Cardiac hypertrophy involves dynamic heart remodeling associated with mechanical and biochemical stimuli, while physiological and pathological cardiac hypertrophy can lead to distinct clinical outcomes. However, most previous models fail to distinguish these types, or properly account for cytoskeletal-extracellular matrix (ECM) remodeling effects. In this study, we develop a multiscale mechanobiological model by coupling cardiac mechanical behaviors with cardiomyocyte growth through mechanosensitive signaling pathways. This model considers tissue microstructures to characterize how cytoskeletal-ECM remodeling alters the mechanical forces sensed by cardiomyocytes. Our model can well predict experimental measurements of ventricular wall thickness and signaling activation in both physiological and pathological hypertrophy, enabling their clear differentiation. We demonstrate that exercise-induced hypertrophy attenuates pathological remodeling by alleviating myocardial mechanical stress to suppress mechanotransduction.
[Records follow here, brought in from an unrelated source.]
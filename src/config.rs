/// This structure contains the configuration settings for an arena.
#[derive(Copy, Clone, Debug, PartialEq, Eq)]
pub struct GcConfig {
    /// The initial capacity of the stack of objects waiting to be marked.
    /// The stack grows as needed, this only avoids early reallocations.
    pub trace_work_capacity: usize,

    /// Log a dump of every object and its color at debug level during each
    /// collection, once marking is done and before anything is swept.
    pub dump_on_collect: bool,

    /// Check the generation list invariants after each collection, panicking
    /// if they do not hold. This walks the whole heap, so it is off by default
    /// in release builds.
    pub verify_heap: bool,
}

pub const GC_CONFIG_DEFAULT_TRACE_WORK_CAPACITY: usize = 64;
pub const GC_CONFIG_DEFAULT_DUMP_ON_COLLECT: bool = false;
pub const GC_CONFIG_DEFAULT_VERIFY_HEAP: bool = cfg!(debug_assertions);

impl Default for GcConfig {
    /// Creates a default GcConfig. Good for most use cases.
    fn default() -> Self {
        GcConfig {
            trace_work_capacity: GC_CONFIG_DEFAULT_TRACE_WORK_CAPACITY,
            dump_on_collect: GC_CONFIG_DEFAULT_DUMP_ON_COLLECT,
            verify_heap: GC_CONFIG_DEFAULT_VERIFY_HEAP,
        }
    }
}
We also elucidate the synergistic or antagonistic interaction mechanisms among factors such as hypertension, exercise, cardiomyocyte death and fibrosis in cardiomyocyte growth and pathological signaling. These results highlight the importance of myocardial microenvironment in cardiac remodeling. Furthermore, computational evaluation demonstrates that muscle LIM protein-targeted therapies have potential for treating pathological hypertrophy through mechanotransduction modulation, but excessive dosing may elevate arrhythmia risks. This study not only advances mechanistic understanding of physiological and pathological cardiac hypertrophy, but also provides a theoretical basis for developing mechanobiology-informed therapeutic techniques.